Mycetoma refers to a chronic and progressively destructive granulomatous disease. The defining clinical triad comprises:

  • localized mass-like soft tissue injury with 
  • draining sinuses, that 
  • discharge grains of contagious material

It is one of the 17 neglected tropical diseases defined by WHO 3.

Some authors incorrectly use the term to denote a fungus ball or conglomeration (e.g. aspergilloma), developing in a pre-existing cavity, most often lung cavities or paranasal sinuses


The disease is not notifiable. It is neglected and the true prevalence is not known.

Distribution is worldwide. Endemic areas with highest prevalence are seen in tropical and subtropical regions ("mycetoma belt"), including 3, 4:

  • Indian subcontinent (Madurella mycetomatis dominates)
  • Africa (Streptomyces somaliensis dominates)
  • Central and South America (Nocardia brasiliensis dominates)

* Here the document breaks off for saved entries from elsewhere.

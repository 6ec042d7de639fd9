//! Conversion of an execution block as served by the engine API into the
//! [`ExecutionPayloadHeader`] committed to by the beacon chain.

use super::*;
use beacon::{
    Address, Bytes32, ExecutionPayloadHeader, LogsBloom, Withdrawal, MAX_EXTRA_DATA_BYTES,
    MAX_TRANSACTIONS_PER_PAYLOAD, MAX_WITHDRAWALS_PER_PAYLOAD,
};
use ethereum_types::Bloom;
use merkle::MerkleizationError;

/// Maximum length of a single transaction in bytes.
pub const MAX_BYTES_PER_TRANSACTION: usize = 1_073_741_824;

#[derive(Debug, Clone, PartialEq, Eq, thiserror::Error)]
pub enum Error {
    #[error("{count} transactions exceed the maximum of {max}", max = MAX_TRANSACTIONS_PER_PAYLOAD)]
    TooManyTransactions { count: usize },
    #[error("{count} withdrawals exceed the maximum of {max}", max = MAX_WITHDRAWALS_PER_PAYLOAD)]
    TooManyWithdrawals { count: usize },
    #[error("transaction {index} can't be merkleized: {source}")]
    Transaction {
        index: usize,
        source: MerkleizationError,
    },
    #[error("extra data of {len} bytes exceeds the maximum of {max}", max = MAX_EXTRA_DATA_BYTES)]
    ExtraDataTooLong { len: usize },
    #[error(transparent)]
    Merkleization(#[from] MerkleizationError),
}

#[derive(Debug, Clone, Default, PartialEq, Eq, Deserialize, Serialize)]
#[serde(rename_all = "camelCase")]
pub struct ExecutableWithdrawal {
    #[serde(with = "utils::quantity")]
    pub index: u64,
    #[serde(with = "utils::quantity")]
    pub validator_index: u64,
    pub address: H160,
    #[serde(with = "utils::quantity")]
    pub amount: u64,
}

impl From<&ExecutableWithdrawal> for Withdrawal {
    fn from(withdrawal: &ExecutableWithdrawal) -> Self {
        Self {
            index: withdrawal.index,
            validator_index: withdrawal.validator_index,
            address: Address::from(withdrawal.address.0),
            amount: withdrawal.amount,
        }
    }
}

/// Execution block in the engine API JSON form.
#[derive(Debug, Clone, Default, PartialEq, Eq, Deserialize, Serialize)]
#[serde(rename_all = "camelCase")]
pub struct ExecutableData {
    pub parent_hash: H256,
    pub fee_recipient: H160,
    pub state_root: H256,
    pub receipts_root: H256,
    pub logs_bloom: Bloom,
    pub prev_randao: H256,
    #[serde(with = "utils::quantity")]
    pub number: u64,
    #[serde(with = "utils::quantity")]
    pub gas_limit: u64,
    #[serde(with = "utils::quantity")]
    pub gas_used: u64,
    #[serde(with = "utils::quantity")]
    pub timestamp: u64,
    #[serde(
        deserialize_with = "utils::decode_hex_bytes",
        serialize_with = "utils::serialize_hex_bytes"
    )]
    pub extra_data: Vec<u8>,
    pub base_fee_per_gas: U256,
    pub block_hash: H256,
    #[serde(
        deserialize_with = "utils::deserialize_hex_bytes_list",
        serialize_with = "utils::serialize_hex_bytes_list"
    )]
    pub transactions: Vec<Vec<u8>>,
    #[serde(default, skip_serializing_if = "Option::is_none")]
    pub withdrawals: Option<Vec<ExecutableWithdrawal>>,
    #[serde(default, with = "utils::quantity_opt", skip_serializing_if = "Option::is_none")]
    pub blob_gas_used: Option<u64>,
    #[serde(default, with = "utils::quantity_opt", skip_serializing_if = "Option::is_none")]
    pub excess_blob_gas: Option<u64>,
}

/// Root of the `List[Transaction, MAX_TRANSACTIONS_PER_PAYLOAD]` holding `transactions`.
pub fn transactions_root(transactions: &[Vec<u8>]) -> Result<Root, Error> {
    if transactions.len() > MAX_TRANSACTIONS_PER_PAYLOAD {
        return Err(Error::TooManyTransactions {
            count: transactions.len(),
        });
    }

    let limit = MAX_BYTES_PER_TRANSACTION.div_ceil(tree_hash::BYTES_PER_CHUNK);
    let roots = transactions
        .iter()
        .enumerate()
        .map(|(index, transaction)| {
            let chunks = merkle::pack_bytes(transaction);
            let root = merkle::merkleize_with_limit(&chunks, limit)
                .map_err(|source| Error::Transaction { index, source })?;

            Ok(hasher::mix_in_length(&root, transaction.len()).0)
        })
        .collect::<Result<Vec<_>, Error>>()?;

    let root = merkle::merkleize_with_limit(&roots, MAX_TRANSACTIONS_PER_PAYLOAD)?;

    Ok(hasher::mix_in_length(&root, transactions.len()))
}

/// Root of the `List[Withdrawal, MAX_WITHDRAWALS_PER_PAYLOAD]` holding `withdrawals`.
pub fn withdrawals_root(withdrawals: &[ExecutableWithdrawal]) -> Result<Root, Error> {
    if withdrawals.len() > MAX_WITHDRAWALS_PER_PAYLOAD {
        return Err(Error::TooManyWithdrawals {
            count: withdrawals.len(),
        });
    }

    let roots = withdrawals
        .iter()
        .map(|withdrawal| Withdrawal::from(withdrawal).tree_hash_root().0)
        .collect::<Vec<_>>();
    let root = merkle::merkleize_with_limit(&roots, MAX_WITHDRAWALS_PER_PAYLOAD)?;

    Ok(hasher::mix_in_length(&root, withdrawals.len()))
}

fn join<A, B, RA, RB>(a: A, b: B) -> (RA, RB)
where
    A: FnOnce() -> RA + Send,
    B: FnOnce() -> RB + Send,
    RA: Send,
    RB: Send,
{
    #[cfg(feature = "std")]
    {
        rayon::join(a, b)
    }

    #[cfg(not(feature = "std"))]
    {
        (a(), b())
    }
}

impl ExecutionPayloadHeader {
    /// Builds the header, truncating `extra_data` to [`MAX_EXTRA_DATA_BYTES`].
    pub fn from_executable_data(data: &ExecutableData) -> Result<Self, Error> {
        let extra_data = if data.extra_data.len() > MAX_EXTRA_DATA_BYTES {
            log::warn!(
                "Extra data of block #{} is {} bytes long, dropping the last {} bytes",
                data.number,
                data.extra_data.len(),
                data.extra_data.len() - MAX_EXTRA_DATA_BYTES
            );

            &data.extra_data[..MAX_EXTRA_DATA_BYTES]
        } else {
            &data.extra_data[..]
        };

        Self::build(data, extra_data)
    }

    /// Same as [`Self::from_executable_data`] but rejects oversized `extra_data`.
    pub fn try_from_executable_data_strict(data: &ExecutableData) -> Result<Self, Error> {
        if data.extra_data.len() > MAX_EXTRA_DATA_BYTES {
            return Err(Error::ExtraDataTooLong {
                len: data.extra_data.len(),
            });
        }

        Self::build(data, &data.extra_data)
    }

    fn build(data: &ExecutableData, extra_data: &[u8]) -> Result<Self, Error> {
        let withdrawals = data.withdrawals.as_deref().unwrap_or_default();
        let (transactions_root, withdrawals_root) = join(
            || transactions_root(&data.transactions),
            || withdrawals_root(withdrawals),
        );
        let (transactions_root, withdrawals_root) = (transactions_root?, withdrawals_root?);

        let extra_data = base_types::ByteList::try_from(extra_data).map_err(|_| {
            Error::ExtraDataTooLong {
                len: extra_data.len(),
            }
        })?;

        Ok(Self {
            parent_hash: Bytes32::from(data.parent_hash.0),
            fee_recipient: Address::from(data.fee_recipient.0),
            state_root: Bytes32::from(data.state_root.0),
            receipts_root: Bytes32::from(data.receipts_root.0),
            logs_bloom: LogsBloom::from(data.logs_bloom.0),
            prev_randao: Bytes32::from(data.prev_randao.0),
            block_number: data.number,
            gas_limit: data.gas_limit,
            gas_used: data.gas_used,
            timestamp: data.timestamp,
            extra_data,
            base_fee_per_gas: data.base_fee_per_gas,
            block_hash: Bytes32::from(data.block_hash.0),
            transactions_root,
            withdrawals_root,
            blob_gas_used: data.blob_gas_used.unwrap_or_default(),
            excess_blob_gas: data.excess_blob_gas.unwrap_or_default(),
        })
    }
}

impl TryFrom<&ExecutableData> for ExecutionPayloadHeader {
    type Error = Error;

    fn try_from(data: &ExecutableData) -> Result<Self, Self::Error> {
        Self::from_executable_data(data)
    }
}

#[cfg(test)]
mod tests {
    use super::*;
    use beacon::{Transaction, Transactions, Withdrawals};
    use hex_literal::hex;

    const EMPTY_TRANSACTIONS_ROOT: [u8; 32] =
        hex!("7ffe241ea60187fdb0187bfa22de35d1f9bed7ab061d9401fd47e34a54fbede1");
    const EMPTY_WITHDRAWALS_ROOT: [u8; 32] =
        hex!("792930bbd5baac43bcc798ee49aa8185ef76bb3b44ba62b91d86ae569e4bb535");

    // Engine API representation of a Deneb genesis block.
    const GENESIS: &str = r#"{
        "parentHash": "0x0000000000000000000000000000000000000000000000000000000000000000",
        "feeRecipient": "0x0000000000000000000000000000000000000000",
        "stateRoot": "0x12965ddbc6f0e4f3f1f1c3bbc08b6d3e8eb53d22fdf3c01aba8f1453f5b26d9a",
        "receiptsRoot": "0x56e81f171bcc55a6ff8345e692c0f86e5b48e01b996cadc001622fb5e363b421",
        "logsBloom": "0x00000000000000000000000000000000000000000000000000000000000000000000000000000000000000000000000000000000000000000000000000000000000000000000000000000000000000000000000000000000000000000000000000000000000000000000000000000000000000000000000000000000000000000000000000000000000000000000000000000000000000000000000000000000000000000000000000000000000000000000000000000000000000000000000000000000000000000000000000000000000000000000000000000000000000000000000000000000000000000000000000000000000000000000000000000000",
        "prevRandao": "0x0000000000000000000000000000000000000000000000000000000000000000",
        "number": "0x0",
        "gasLimit": "0x1c9c380",
        "gasUsed": "0x0",
        "timestamp": "0x0",
        "extraData": "0x",
        "baseFeePerGas": "0x3b9aca00",
        "blockHash": "0xd57819422128da1c44339fc7956662378c17e2213e669b427ac91cd11dfcfb38",
        "transactions": [],
        "withdrawals": [],
        "blobGasUsed": "0x0",
        "excessBlobGas": "0x0"
    }"#;

    fn sample() -> ExecutableData {
        ExecutableData {
            number: 12,
            gas_limit: 30_000_000,
            base_fee_per_gas: U256::from(1_000_000_000u64),
            transactions: vec![vec![0x02, 0xf8, 0x6f, 0x83], vec![], vec![0xab; 100]],
            withdrawals: Some(vec![
                ExecutableWithdrawal {
                    index: 1,
                    validator_index: 9,
                    address: H160::repeat_byte(0x01),
                    amount: 1_000,
                },
                ExecutableWithdrawal {
                    index: 2,
                    validator_index: 10,
                    address: H160::repeat_byte(0x02),
                    amount: 2_000,
                },
            ]),
            blob_gas_used: Some(131_072),
            ..Default::default()
        }
    }

    #[test]
    fn genesis_json() {
        let data: ExecutableData = serde_json::from_str(GENESIS).unwrap();
        assert_eq!(data.gas_limit, 30_000_000);
        assert_eq!(data.base_fee_per_gas, U256::from(1_000_000_000u64));

        let header = ExecutionPayloadHeader::from_executable_data(&data).unwrap();
        assert_eq!(header.block_number, 0);
        assert_eq!(header.block_hash.0, data.block_hash.0);
        assert_eq!(header.transactions_root, H256(EMPTY_TRANSACTIONS_ROOT));
        assert_eq!(header.withdrawals_root, H256(EMPTY_WITHDRAWALS_ROOT));
        assert_eq!(header.transactions_root, Transactions::default().tree_hash_root());
        assert_eq!(header.withdrawals_root, Withdrawals::default().tree_hash_root());
        assert_eq!(
            header.tree_hash_root(),
            H256(hex!("892e53228e2b3be013a92e1b4bc55b41340cf7991210bc4d1f12dabfe1e8938b"))
        );
    }

    #[test]
    fn empty_list_roots() {
        assert_eq!(transactions_root(&[]), Ok(H256(EMPTY_TRANSACTIONS_ROOT)));
        assert_eq!(withdrawals_root(&[]), Ok(H256(EMPTY_WITHDRAWALS_ROOT)));
    }

    #[test]
    fn roots_match_lists() {
        let data = sample();
        let header = ExecutionPayloadHeader::from_executable_data(&data).unwrap();

        let transactions = Transactions::try_from(
            data.transactions
                .iter()
                .map(|transaction| Transaction::try_from(&transaction[..]).unwrap())
                .collect::<Vec<_>>(),
        )
        .unwrap();
        let withdrawals = Withdrawals::try_from(
            data.withdrawals
                .iter()
                .flatten()
                .map(Withdrawal::from)
                .collect::<Vec<_>>(),
        )
        .unwrap();

        assert_eq!(header.transactions_root, transactions.tree_hash_root());
        assert_eq!(header.withdrawals_root, withdrawals.tree_hash_root());
        assert_eq!(header.blob_gas_used, 131_072);
        assert_eq!(header.excess_blob_gas, 0);

        assert_eq!(
            header.transactions_root,
            H256(hex!("73c442411d3ec5e12caa5d604d8f97133e55564318961f5327ac3c3065f42135"))
        );
        assert_eq!(
            header.withdrawals_root,
            H256(hex!("a689be930c2ae6f9f785e18b152b58db1c00ac7a710633a5096a213436abbf17"))
        );
        assert_eq!(
            header.tree_hash_root(),
            H256(hex!("761587920a60203aa370380597251dd1bf9ae19330312cd0719acc9dc1cb3999"))
        );
    }

    #[test]
    fn absent_withdrawals_are_empty() {
        let data = ExecutableData {
            withdrawals: None,
            ..sample()
        };
        let header = ExecutionPayloadHeader::from_executable_data(&data).unwrap();

        assert_eq!(header.withdrawals_root, Withdrawals::default().tree_hash_root());
    }

    #[test]
    fn extra_data_is_truncated() {
        let data = ExecutableData {
            extra_data: (0..40).collect(),
            ..sample()
        };

        let header = ExecutionPayloadHeader::from_executable_data(&data).unwrap();
        assert_eq!(header.extra_data.0.len(), MAX_EXTRA_DATA_BYTES);
        assert_eq!(&header.extra_data.0[..], &data.extra_data[..MAX_EXTRA_DATA_BYTES]);

        assert_eq!(
            ExecutionPayloadHeader::try_from_executable_data_strict(&data),
            Err(Error::ExtraDataTooLong { len: 40 })
        );

        let exact = ExecutableData {
            extra_data: vec![7; MAX_EXTRA_DATA_BYTES],
            ..sample()
        };
        assert_eq!(
            ExecutionPayloadHeader::try_from_executable_data_strict(&exact),
            ExecutionPayloadHeader::from_executable_data(&exact)
        );
    }

    #[test]
    fn too_many_withdrawals() {
        let data = ExecutableData {
            withdrawals: Some(vec![Default::default(); MAX_WITHDRAWALS_PER_PAYLOAD + 1]),
            ..sample()
        };

        assert_eq!(
            ExecutionPayloadHeader::try_from(&data),
            Err(Error::TooManyWithdrawals { count: 17 })
        );
    }
}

Most commonly affected are young adults, 20-40 years of age. There is male preponderance, explained by occupational exposure to outdoor environment (colonised soil and plants). ​Infection may also occur in travelers to endemic areas unaware of or ignoring advices 3, 4

Predisposing factors include 3 ,4:

  • low socioeconomic status
  • occupations with risk for contact such as farming
  • lack of protective clothing or shoes


Infection occurs by saprophytes colonising soil or plants (see above), inoculating via a site of minor trauma, most often in the foot and facilitated by lack of protective clothing or shoes (bare-footed). 

Initial infection progresses to chronic granulomatous infection with development of the characterizing triad of abscesses, draining sinuses and discharging grains in its course. Opportunistic suprainfection and/or destruction of adjacent bony and visceral structures may also occur.

​Usually infection remains localised but it may rarely disseminate and involve any organ 5.


Mycetomas are subdivided by their causative agents

  • Eumycetoma or eumycotic mycetoma
    • aetiologic agent fungi
  • Actinomycetoma or actinomycotic mycetoma
    • aetiologic agent filamentous bacteria
      • most often Nocardia brasiliensis and
      • Streptomyces somaliensis 

Clinical presentation

Given the slow disease progression, painless nature and low socioeconomic status of the most often affected patients, presentation is usually late. The classical triad of painless soft-tissue swelling, draining sinuses and purulent discharge are considered pathognomonic.

‎Common sites of initial or extended infection are ‎the extremities, back and gluteal region.‎


Diagnosis is yielded by microscopic examination of grains (either in purulent discharges or by biopsy), which is essential to perform antimicrobial susceptibility testing for treatment options.

Radiographic features

Imaging may provide mapping of local disease extension or reveal additional sites of infection 5.

For imaging appearances see maduromycosis.

Treatment and prognosis

Possible deformation and loss of function may eventually be fatal. 
Treatment means are usually conservative and directed to causing agents, however the frequently encountered late presentation often necessitates surgery, e.g. amputation.